ACP-01 Physician Education Expansion: Hemostemix Recruits Wound Care Champion to Transform Limb Preservation Practices

Hemostemix Inc. (TSXV: HEM) (OTCQB: HMTXF) (FSE: 2VF0) has recruited Dr. David B. Alper, a nationally recognized podiatry physician and wound care leader, as Multidisciplinary Physician Education Lead to spearhead a comprehensive clinical engagement strategy across the United States, effective January 2026. This appointment marks a significant push to educate medical professionals on how autologous stem cell therapy addresses peripheral arterial disease and the underlying ischemia that drives limb amputation risk.

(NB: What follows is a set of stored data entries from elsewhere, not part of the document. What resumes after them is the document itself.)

//! Corpus search abstraction.
//!
//! The agent tools only see [`CorpusIndex`]: a query goes in, a ranked list of
//! [`DocumentChunk`]s with citation metadata comes out.

mod index;

pub use index::VectorCorpusIndex;

use crate::error::Result;
use async_trait::async_trait;
use serde::{Deserialize, Serialize};

/// A retrieved excerpt of a source document.
#[derive(Debug, Clone, PartialEq, Eq, Serialize, Deserialize)]
pub struct DocumentChunk {
    /// Text content of the excerpt.
    pub content: String,
    /// Stable name of the source document (e.g. `artigoA.pdf`).
    pub source_file: Option<String>,
    /// 1-based page number within the source.
    pub page_number: Option<u32>,
}

impl DocumentChunk {
    pub fn new(content: impl Into<String>, source_file: impl Into<String>, page_number: u32) -> Self {
        Self {
            content: content.into(),
            source_file: Some(source_file.into()),
            page_number: Some(page_number),
        }
    }

    /// Source name for citations, `"unknown"` when missing.
    pub fn source_label(&self) -> &str {
        self.source_file.as_deref().unwrap_or("unknown")
    }

    /// Page number for citations, `"?"` when missing.
    pub fn page_label(&self) -> String {
        self.page_number
            .map(|p| p.to_string())
            .unwrap_or_else(|| "?".to_string())
    }

    /// Citation in the form `(source: <file>, page: <n>)`.
    pub fn citation(&self) -> String {
        format!("(source: {}, page: {})", self.source_label(), self.page_label())
    }
}

/// Semantic search over the ingested corpus.
#[async_trait]
pub trait CorpusIndex: Send + Sync {
    /// Return the chunks most relevant to `query`, best first.
    async fn search(&self, query: &str) -> Result<Vec<DocumentChunk>>;
}

#[cfg(test)]
pub(crate) mod testing {
    //! Test doubles for [`CorpusIndex`].

    use super::*;
    use crate::error::ColabError;
    use std::sync::Mutex;

    /// Returns a fixed result set for every query and records the queries.
    pub struct StaticIndex {
        chunks: Vec<DocumentChunk>,
        pub queries: Mutex<Vec<String>>,
    }

    impl StaticIndex {
        pub fn new(chunks: Vec<DocumentChunk>) -> Self {
            Self {
                chunks,
                queries: Mutex::new(Vec::new()),
            }
        }

        pub fn queries(&self) -> Vec<String> {
            self.queries.lock().unwrap().clone()
        }
    }

    #[async_trait]
    impl CorpusIndex for StaticIndex {
        async fn search(&self, query: &str) -> Result<Vec<DocumentChunk>> {
            self.queries.lock().unwrap().push(query.to_string());
            Ok(self.chunks.clone())
        }
    }

    /// Answers from a per-query table, empty for unknown queries.
    pub struct TableIndex {
        pub table: Vec<(String, Vec<DocumentChunk>)>,
    }

    #[async_trait]
    impl CorpusIndex for TableIndex {
        async fn search(&self, query: &str) -> Result<Vec<DocumentChunk>> {
            Ok(self
                .table
                .iter()
                .find(|(q, _)| q == query)
                .map(|(_, chunks)| chunks.clone())
                .unwrap_or_default())
        }
    }

    /// Fails every search.
    pub struct FailingIndex;

    #[async_trait]
    impl CorpusIndex for FailingIndex {
        async fn search(&self, _query: &str) -> Result<Vec<DocumentChunk>> {
            Err(ColabError::Corpus("index offline".to_string()))
        }
    }
}
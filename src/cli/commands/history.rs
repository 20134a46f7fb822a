//! History command implementation.

use crate::agent::ToolKind;
use crate::app::App;
use crate::cli::preflight::{self, Operation};
use crate::config::Settings;
use anyhow::Result;

/// Print the end of the shared conversation log, as the history tool sees it.
pub async fn run_history(lines: &str, settings: Settings) -> Result<()> {
    preflight::check(Operation::Local, &settings)?;

    let app = App::new(settings)?;
    let text = app.tool_context().execute(ToolKind::History, lines).await?;
    println!("{}", text);
    Ok(())
}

Striking Clinical Results Driving Education Push

The impetus behind this expanded physician education initiative stems from compelling clinical data. Hemostemix’s Phase II trial for chronic limb threatening ischemia demonstrated remarkable outcomes: 0% mortality across the treatment group followed for up to 4.5 years, compared to the standard 50% five-year mortality rate in untreated CLTI populations. Additionally, 83% of patients achieved wound healing, with complete cessation of pain reported—outcomes that reframe how root amputation risk can be managed through regenerative cell therapy.

“The scientific evidence supporting ACP-01 (VesCell™) justifies a fundamental shift in how clinicians approach these conditions,” explained Thomas Smeenk, CEO of Hemostemix. “Saving a limb is, quite literally, saving a life. Dr. Alper brings the clinical credibility and professional networks to translate this evidence into practice change.”

Three Parallel Education Initiatives

Dr. Alper will direct three interconnected programs designed to embed ACP-01 knowledge into clinical workflows:

Clinical Practice Engagement in Florida Direct collaboration with wound-care podiatrists and limb salvage teams to detail how VesCell addresses pain and the ischemia-root-cause of peripheral arterial disease and diabetic foot ulcers. This responsible clinical education model is designed to support increased adoption of ACP-01 within participating medical practices.

Podiatric Medical Education Engagement with Deans of Clinical Education at U.S. schools of podiatry medicine to introduce graduating doctors and faculty to ACP-01 as an intervention for limb-threatening ischemia, ensuring the next generation of practitioners understands regenerative approaches to amputation prevention.

Multidisciplinary Professional Forums Participation in educational conferences and forums spanning podiatrists, vascular specialists, interventional physicians, nurses, and wound-care professionals. Topics will include ischemic disease phenotyping, patient selection criteria, procedural considerations, and real-world integration of ACP-01 into team-based limb preservation practices.

Dr. Alper’s Credentials in Limb Preservation

Dr. Alper’s career has centered on amputation prevention and wound care leadership. He serves as a Trustee of the American Podiatric Medical Association, Fellow of the Royal College of Physicians and Surgeons of Glasgow, Adjunct Professor at Kent State University College of Podiatry Medicine, and Leadership Board member of the American Diabetes Association’s New England chapter (where he served as President for over 20 years). His board memberships span the Wound Care Collaborative Community, the Alliance for Woundcare Stakeholders, the Amputation Prevention Alliance, and the CLI Global Association—positioning him at the nexus of organizations focused on preventing limb loss through innovation and best practice dissemination.

About Hemostemix’s ACP-01 Platform

Hemostemix has completed seven clinical studies enrolling 318 subjects, with findings published in eleven peer-reviewed journals. ACP-01 (VesCell™) is an autologous blood-based stem cell therapy addressing peripheral arterial disease, chronic limb threatening ischemia, ischemic cardiomyopathy, dilated cardiomyopathy, angina, congestive heart failure, and vascular dementia. The company’s Phase II CLTI trial results—featuring 0% mortality, pain cessation, and 83% wound healing rates—represent a substantial clinical advancement over standard-of-care outcomes in a patient population historically facing high amputation and mortality risk.